> **What is required**: Please give back, word for word, each line from the start of the entries through the one in which "pub fn prior_id(&self)" is found.

> **Supplied entries**:
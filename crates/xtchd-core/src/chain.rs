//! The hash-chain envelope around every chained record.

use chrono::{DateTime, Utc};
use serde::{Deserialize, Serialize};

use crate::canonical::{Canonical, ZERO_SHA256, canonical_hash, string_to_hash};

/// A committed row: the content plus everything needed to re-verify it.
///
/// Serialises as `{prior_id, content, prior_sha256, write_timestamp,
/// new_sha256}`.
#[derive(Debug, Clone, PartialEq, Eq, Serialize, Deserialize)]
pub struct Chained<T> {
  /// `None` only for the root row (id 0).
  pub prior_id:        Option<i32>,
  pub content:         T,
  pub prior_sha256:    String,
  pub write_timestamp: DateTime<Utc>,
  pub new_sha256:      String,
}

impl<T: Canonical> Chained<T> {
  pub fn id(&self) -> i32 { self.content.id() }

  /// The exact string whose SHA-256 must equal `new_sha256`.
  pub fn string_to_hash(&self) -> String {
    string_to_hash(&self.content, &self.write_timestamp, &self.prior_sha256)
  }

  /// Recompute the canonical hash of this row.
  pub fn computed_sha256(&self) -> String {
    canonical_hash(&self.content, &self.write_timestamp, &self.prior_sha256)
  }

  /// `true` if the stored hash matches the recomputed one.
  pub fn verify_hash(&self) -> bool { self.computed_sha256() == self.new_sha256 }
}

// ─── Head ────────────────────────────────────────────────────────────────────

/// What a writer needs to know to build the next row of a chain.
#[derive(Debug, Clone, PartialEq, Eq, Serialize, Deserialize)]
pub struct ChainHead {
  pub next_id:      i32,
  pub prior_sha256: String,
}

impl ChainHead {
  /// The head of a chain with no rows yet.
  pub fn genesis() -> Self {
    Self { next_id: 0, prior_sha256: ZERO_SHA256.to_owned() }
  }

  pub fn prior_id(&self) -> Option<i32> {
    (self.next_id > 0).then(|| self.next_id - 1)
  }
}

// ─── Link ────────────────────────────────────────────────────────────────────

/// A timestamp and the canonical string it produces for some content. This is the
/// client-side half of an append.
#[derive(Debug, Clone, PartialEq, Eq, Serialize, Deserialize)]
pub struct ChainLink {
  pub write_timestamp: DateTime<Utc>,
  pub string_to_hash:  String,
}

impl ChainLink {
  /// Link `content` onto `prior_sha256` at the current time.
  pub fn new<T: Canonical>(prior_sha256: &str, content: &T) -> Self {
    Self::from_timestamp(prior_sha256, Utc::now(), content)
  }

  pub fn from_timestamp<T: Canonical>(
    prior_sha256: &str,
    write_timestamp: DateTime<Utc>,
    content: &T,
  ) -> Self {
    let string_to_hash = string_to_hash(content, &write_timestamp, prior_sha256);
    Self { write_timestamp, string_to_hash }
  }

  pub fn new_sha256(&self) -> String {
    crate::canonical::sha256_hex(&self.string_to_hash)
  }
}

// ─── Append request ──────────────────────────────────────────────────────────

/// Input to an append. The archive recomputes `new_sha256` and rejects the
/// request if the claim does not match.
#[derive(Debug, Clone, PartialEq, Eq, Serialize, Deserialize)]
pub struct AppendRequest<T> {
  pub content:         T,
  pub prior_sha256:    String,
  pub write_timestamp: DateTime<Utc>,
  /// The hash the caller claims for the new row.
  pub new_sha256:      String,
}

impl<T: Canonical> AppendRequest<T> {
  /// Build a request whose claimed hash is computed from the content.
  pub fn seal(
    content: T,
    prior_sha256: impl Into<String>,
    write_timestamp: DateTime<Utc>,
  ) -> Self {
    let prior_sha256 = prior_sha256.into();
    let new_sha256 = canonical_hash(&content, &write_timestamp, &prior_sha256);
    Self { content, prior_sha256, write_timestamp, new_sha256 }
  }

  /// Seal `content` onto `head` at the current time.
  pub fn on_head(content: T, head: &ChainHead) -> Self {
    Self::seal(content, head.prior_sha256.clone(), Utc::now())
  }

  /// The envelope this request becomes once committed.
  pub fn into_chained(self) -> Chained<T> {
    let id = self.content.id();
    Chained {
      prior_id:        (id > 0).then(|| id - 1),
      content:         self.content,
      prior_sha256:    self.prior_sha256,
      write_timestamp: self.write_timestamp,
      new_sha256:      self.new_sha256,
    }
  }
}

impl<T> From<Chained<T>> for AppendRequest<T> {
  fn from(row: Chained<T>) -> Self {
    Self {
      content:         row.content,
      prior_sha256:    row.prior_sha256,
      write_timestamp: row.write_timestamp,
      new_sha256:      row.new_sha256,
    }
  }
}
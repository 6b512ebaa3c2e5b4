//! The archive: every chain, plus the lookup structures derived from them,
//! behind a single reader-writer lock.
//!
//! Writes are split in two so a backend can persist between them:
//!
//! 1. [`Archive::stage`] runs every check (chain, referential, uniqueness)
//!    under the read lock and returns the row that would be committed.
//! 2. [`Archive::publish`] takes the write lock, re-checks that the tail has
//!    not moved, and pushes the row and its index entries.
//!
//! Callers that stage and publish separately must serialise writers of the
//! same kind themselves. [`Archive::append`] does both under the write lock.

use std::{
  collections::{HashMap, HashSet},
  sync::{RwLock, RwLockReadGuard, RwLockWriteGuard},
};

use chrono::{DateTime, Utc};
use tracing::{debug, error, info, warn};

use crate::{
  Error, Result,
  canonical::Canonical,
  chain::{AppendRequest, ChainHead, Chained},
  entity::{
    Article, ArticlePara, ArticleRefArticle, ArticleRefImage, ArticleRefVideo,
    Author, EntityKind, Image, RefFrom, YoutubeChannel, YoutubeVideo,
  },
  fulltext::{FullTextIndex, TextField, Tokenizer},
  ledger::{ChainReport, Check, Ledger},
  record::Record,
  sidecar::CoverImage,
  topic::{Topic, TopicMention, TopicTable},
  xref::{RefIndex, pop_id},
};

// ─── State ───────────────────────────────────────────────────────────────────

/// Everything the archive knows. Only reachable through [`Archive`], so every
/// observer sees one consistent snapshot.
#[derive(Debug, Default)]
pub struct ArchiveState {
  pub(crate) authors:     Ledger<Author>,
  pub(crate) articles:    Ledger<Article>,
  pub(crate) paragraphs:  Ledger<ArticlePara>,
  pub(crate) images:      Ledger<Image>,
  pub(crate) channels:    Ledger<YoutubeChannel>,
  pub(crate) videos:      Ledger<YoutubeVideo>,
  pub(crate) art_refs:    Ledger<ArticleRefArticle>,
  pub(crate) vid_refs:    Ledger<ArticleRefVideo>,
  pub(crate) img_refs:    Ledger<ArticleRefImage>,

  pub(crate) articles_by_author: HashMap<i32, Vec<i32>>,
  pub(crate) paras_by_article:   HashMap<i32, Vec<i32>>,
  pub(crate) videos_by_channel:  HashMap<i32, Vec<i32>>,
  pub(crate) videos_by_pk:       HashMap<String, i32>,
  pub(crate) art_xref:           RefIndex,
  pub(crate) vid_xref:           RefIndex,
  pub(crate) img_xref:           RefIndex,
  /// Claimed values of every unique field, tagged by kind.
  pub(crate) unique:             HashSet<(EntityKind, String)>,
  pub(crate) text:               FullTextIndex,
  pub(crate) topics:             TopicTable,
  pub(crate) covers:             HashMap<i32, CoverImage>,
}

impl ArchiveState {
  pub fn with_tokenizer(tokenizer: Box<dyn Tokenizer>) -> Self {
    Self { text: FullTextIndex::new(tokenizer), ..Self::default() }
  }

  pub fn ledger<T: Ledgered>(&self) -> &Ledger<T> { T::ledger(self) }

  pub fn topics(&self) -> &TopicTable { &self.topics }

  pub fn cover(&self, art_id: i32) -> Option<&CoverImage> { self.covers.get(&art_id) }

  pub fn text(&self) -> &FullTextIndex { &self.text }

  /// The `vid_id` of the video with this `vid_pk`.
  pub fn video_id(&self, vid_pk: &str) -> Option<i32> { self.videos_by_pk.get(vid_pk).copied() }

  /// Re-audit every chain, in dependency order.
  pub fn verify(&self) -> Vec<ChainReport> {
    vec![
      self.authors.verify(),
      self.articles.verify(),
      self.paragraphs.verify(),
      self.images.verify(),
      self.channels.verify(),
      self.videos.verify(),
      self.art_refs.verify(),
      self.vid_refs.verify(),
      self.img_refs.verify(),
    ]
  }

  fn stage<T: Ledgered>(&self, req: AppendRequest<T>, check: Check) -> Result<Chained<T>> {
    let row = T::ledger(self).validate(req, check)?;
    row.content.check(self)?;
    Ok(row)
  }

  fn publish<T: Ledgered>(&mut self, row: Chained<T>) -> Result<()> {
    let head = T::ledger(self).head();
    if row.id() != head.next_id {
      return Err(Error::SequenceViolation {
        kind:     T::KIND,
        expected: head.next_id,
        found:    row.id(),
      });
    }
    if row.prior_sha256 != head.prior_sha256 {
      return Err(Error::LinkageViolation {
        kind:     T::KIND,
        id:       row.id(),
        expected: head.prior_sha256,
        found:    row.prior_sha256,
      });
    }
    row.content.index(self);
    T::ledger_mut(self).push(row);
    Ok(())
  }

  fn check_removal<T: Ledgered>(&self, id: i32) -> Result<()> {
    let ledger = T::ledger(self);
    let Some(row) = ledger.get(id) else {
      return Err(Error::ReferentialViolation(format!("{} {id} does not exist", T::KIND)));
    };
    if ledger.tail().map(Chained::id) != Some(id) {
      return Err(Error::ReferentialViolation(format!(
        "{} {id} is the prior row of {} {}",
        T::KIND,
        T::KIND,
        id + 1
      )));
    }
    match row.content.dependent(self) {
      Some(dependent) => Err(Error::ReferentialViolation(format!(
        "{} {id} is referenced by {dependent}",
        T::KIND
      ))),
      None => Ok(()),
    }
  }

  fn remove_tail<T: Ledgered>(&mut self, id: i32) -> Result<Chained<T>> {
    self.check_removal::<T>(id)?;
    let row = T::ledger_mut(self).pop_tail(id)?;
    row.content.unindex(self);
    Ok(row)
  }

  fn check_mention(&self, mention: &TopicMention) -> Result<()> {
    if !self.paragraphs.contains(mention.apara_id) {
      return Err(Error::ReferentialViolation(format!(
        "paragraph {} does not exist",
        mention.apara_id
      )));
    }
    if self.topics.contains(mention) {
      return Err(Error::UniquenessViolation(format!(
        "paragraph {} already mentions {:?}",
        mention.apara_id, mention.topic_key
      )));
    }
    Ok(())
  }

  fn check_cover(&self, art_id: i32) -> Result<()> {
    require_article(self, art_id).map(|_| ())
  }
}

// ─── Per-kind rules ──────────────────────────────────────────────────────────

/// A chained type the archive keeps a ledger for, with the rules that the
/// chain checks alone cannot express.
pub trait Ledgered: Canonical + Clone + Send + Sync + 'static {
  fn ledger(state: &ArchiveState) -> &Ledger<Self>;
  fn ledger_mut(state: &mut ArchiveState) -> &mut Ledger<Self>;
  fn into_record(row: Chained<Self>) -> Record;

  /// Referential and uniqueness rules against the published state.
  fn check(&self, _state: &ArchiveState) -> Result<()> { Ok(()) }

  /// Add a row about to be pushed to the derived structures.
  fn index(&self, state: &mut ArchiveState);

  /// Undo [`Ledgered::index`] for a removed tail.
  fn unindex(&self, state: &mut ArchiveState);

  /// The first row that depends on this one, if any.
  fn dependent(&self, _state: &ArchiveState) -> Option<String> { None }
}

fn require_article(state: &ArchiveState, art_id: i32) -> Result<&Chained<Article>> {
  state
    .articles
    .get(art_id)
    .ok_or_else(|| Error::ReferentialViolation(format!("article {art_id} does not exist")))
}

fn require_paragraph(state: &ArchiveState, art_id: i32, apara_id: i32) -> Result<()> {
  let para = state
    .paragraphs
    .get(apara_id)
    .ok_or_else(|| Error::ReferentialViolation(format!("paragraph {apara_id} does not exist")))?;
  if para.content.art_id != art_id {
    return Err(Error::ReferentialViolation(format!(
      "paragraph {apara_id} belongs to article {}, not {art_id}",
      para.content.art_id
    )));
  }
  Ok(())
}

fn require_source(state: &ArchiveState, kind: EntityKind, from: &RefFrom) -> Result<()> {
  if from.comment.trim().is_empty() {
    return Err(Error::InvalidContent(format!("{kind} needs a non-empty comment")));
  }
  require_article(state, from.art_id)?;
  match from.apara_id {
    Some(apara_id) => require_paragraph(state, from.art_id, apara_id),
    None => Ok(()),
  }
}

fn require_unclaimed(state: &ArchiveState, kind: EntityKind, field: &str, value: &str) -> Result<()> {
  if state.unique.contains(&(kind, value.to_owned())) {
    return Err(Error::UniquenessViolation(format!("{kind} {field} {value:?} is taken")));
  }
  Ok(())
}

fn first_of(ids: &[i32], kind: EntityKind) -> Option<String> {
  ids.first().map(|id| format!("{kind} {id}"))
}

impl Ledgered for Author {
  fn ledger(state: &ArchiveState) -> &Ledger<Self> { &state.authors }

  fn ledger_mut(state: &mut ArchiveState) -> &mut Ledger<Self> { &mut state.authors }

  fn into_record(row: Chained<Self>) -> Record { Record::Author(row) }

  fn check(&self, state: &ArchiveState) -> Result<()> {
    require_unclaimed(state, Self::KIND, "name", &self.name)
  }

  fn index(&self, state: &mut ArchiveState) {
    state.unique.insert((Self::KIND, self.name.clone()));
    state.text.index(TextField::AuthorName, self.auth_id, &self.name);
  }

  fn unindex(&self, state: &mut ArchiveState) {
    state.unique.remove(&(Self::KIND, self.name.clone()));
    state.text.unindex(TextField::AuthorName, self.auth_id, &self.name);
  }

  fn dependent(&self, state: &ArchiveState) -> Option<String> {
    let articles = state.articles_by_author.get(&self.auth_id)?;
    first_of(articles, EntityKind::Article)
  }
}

> **Response below**:
filename crates/xtchd-core/src/chain.rs
//! The hash-chain envelope around every chained record.

use chrono::{DateTime, Utc};
use serde::{Deserialize, Serialize};

use crate::canonical::{Canonical, ZERO_SHA256, canonical_hash, string_to_hash};

/// A committed row: the content plus everything needed to re-verify it.
///
/// Serialises as `{prior_id, content, prior_sha256, write_timestamp,
/// new_sha256}`.
#[derive(Debug, Clone, PartialEq, Eq, Serialize, Deserialize)]
pub struct Chained<T> {
  /// `None` only for the root row (id 0).
  pub prior_id:        Option<i32>,
  pub content:         T,
  pub prior_sha256:    String,
  pub write_timestamp: DateTime<Utc>,
  pub new_sha256:      String,
}

impl<T: Canonical> Chained<T> {
  pub fn id(&self) -> i32 { self.content.id() }

  /// The exact string whose SHA-256 must equal `new_sha256`.
  pub fn string_to_hash(&self) -> String {
    string_to_hash(&self.content, &self.write_timestamp, &self.prior_sha256)
  }

  /// Recompute the canonical hash of this row.
  pub fn computed_sha256(&self) -> String {
    canonical_hash(&self.content, &self.write_timestamp, &self.prior_sha256)
  }

  /// `true` if the stored hash matches the recomputed one.
  pub fn verify_hash(&self) -> bool { self.computed_sha256() == self.new_sha256 }
}

// ─── Head ────────────────────────────────────────────────────────────────────

/// What a writer needs to know to build the next row of a chain.
#[derive(Debug, Clone, PartialEq, Eq, Serialize, Deserialize)]
pub struct ChainHead {
  pub next_id:      i32,
  pub prior_sha256: String,
}

impl ChainHead {
  /// The head of a chain with no rows yet.
  pub fn genesis() -> Self {
    Self { next_id: 0, prior_sha256: ZERO_SHA256.to_owned() }
  }

  pub fn prior_id(&self) -> Option<i32> {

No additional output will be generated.